Saturday, October 05, 2013

Confirmed

The result came earlier than we expected. The predictions of the Doctors were right and my Ninang has Stage 4 Cancer and it had spread through her lungs, liver and even her spine. I try to process everything I learned today and it wouldn't sink in. My mom told me a few days ago that it might be cancer but hearing it loud and clear today was utterly shocking and I didn't want to believe it.

My mom got home and told me the findings, I was trying my best to control my emotions because I didn't want her to see how sad I am because it will only hurt her more. She was struggling to keep it together when she came home almost throwing her bag on to the couch where I am sitting, she was mad almost. She went on talking and then sat on our dining table she began to tell stories of what happened when they were there visiting my ninang. She was ranting because the sibling of my Ninang weren't at all very caring and supportive of her. They would only show up at her room then after a few minutes go down and smoke cigarettes. They spend more time smoking than being in the room and caring for my ninang which really pisses my mom off. She didn't want to scold them since it wasn't really polite to do that and who was she to make comments about them right? But I wish they had the decency to talk and care for my Ninang rather than going down and smoking. My ninang is even the bread winner of their family!!!

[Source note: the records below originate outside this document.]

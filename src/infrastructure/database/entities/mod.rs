// Copyright (c) 2025 Kirky.X
//
// Licensed under the MIT License
// See LICENSE file in the project root for full license information.

/// 数据库实体模块
///
/// 定义数据库表对应的实体结构
/// 使用SeaORM框架进行对象关系映射
pub mod puzzle;
pub mod puzzle_checkout;
pub mod puzzle_holder;
pub mod puzzle_maker;
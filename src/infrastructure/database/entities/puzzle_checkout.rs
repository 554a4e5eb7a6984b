// Copyright 2025 Kirky.X
//
// Licensed under the Apache License, Version 2.0 (the "License");
// you may not use this file except in compliance with the License.
// You may obtain a copy of the License at
//
//     http://www.apache.org/licenses/LICENSE-2.0
//
// Unless required by applicable law or agreed to in writing, software
// distributed under the License is distributed on an "AS IS" BASIS,
// WITHOUT WARRANTIES OR CONDITIONS OF ANY KIND, either express or implied.
// See the License for the specific language governing permissions and
// limitations under the License.

use sea_orm::entity::prelude::*;

#[derive(Clone, Debug, PartialEq, DeriveEntityModel)]
#[sea_orm(table_name = "puzzle_checkouts")]
pub struct Model {
    #[sea_orm(primary_key)]
    pub id: i32,
    pub puzzle_id: i32,
    pub holder_id: i32,
    pub checked_out_at: ChronoDateTimeWithTimeZone,
    pub returned_at: Option<ChronoDateTimeWithTimeZone>,
    pub time_to_complete: Option<f64>,
    pub user_difficulty_rating: Option<f64>,
}

#[derive(Copy, Clone, Debug, EnumIter, DeriveRelation)]
pub enum Relation {
    #[sea_orm(
        belongs_to = "super::puzzle::Entity",
        from = "Column::PuzzleId",
        to = "super::puzzle::Column::Id",
        on_update = "Cascade",
        on_delete = "Cascade"
    )]
    Puzzle,
    #[sea_orm(
        belongs_to = "super::puzzle_holder::Entity",
        from = "Column::HolderId",
        to = "super::puzzle_holder::Column::Id",
        on_update = "Cascade",
        on_delete = "Cascade"
    )]
    PuzzleHolder,
}

impl Related<super::puzzle::Entity> for Entity {
    fn to() -> RelationDef {
        Relation::Puzzle.def()
    }
}

impl Related<super::puzzle_holder::Entity> for Entity {
    fn to() -> RelationDef {
        Relation::PuzzleHolder.def()
    }
}

impl ActiveModelBehavior for ActiveModel {}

My Mom broke down in front of me, crying and telling me how much she hated how my Ninang's siblings would treat my ninang. Not even genuinely caring about her, even a grandchild would tell her that if she dies who would pay their bills and give them money for food. I wanted to tell them to shut up and stop thinking about money and problems and focus on their aunt and help her get better. But they just don't care that much even wasting their money on fast food and malling rather than little by little paying off the hospital bills for my ninang. My mom even told me when she was crying that if only she was rich she would pay all of the bills and sessions for chemotherapy for her but she wasn't. She told me that she wanted to tell my ninang that if she wanted to rest already she could, so that she would not feel anymore pain. I saw the pain in my mom's eyes, the hurt she was feeling for my ninang and I hated to see her that way... It hurts me more that it will be a long journey for her and my ninang.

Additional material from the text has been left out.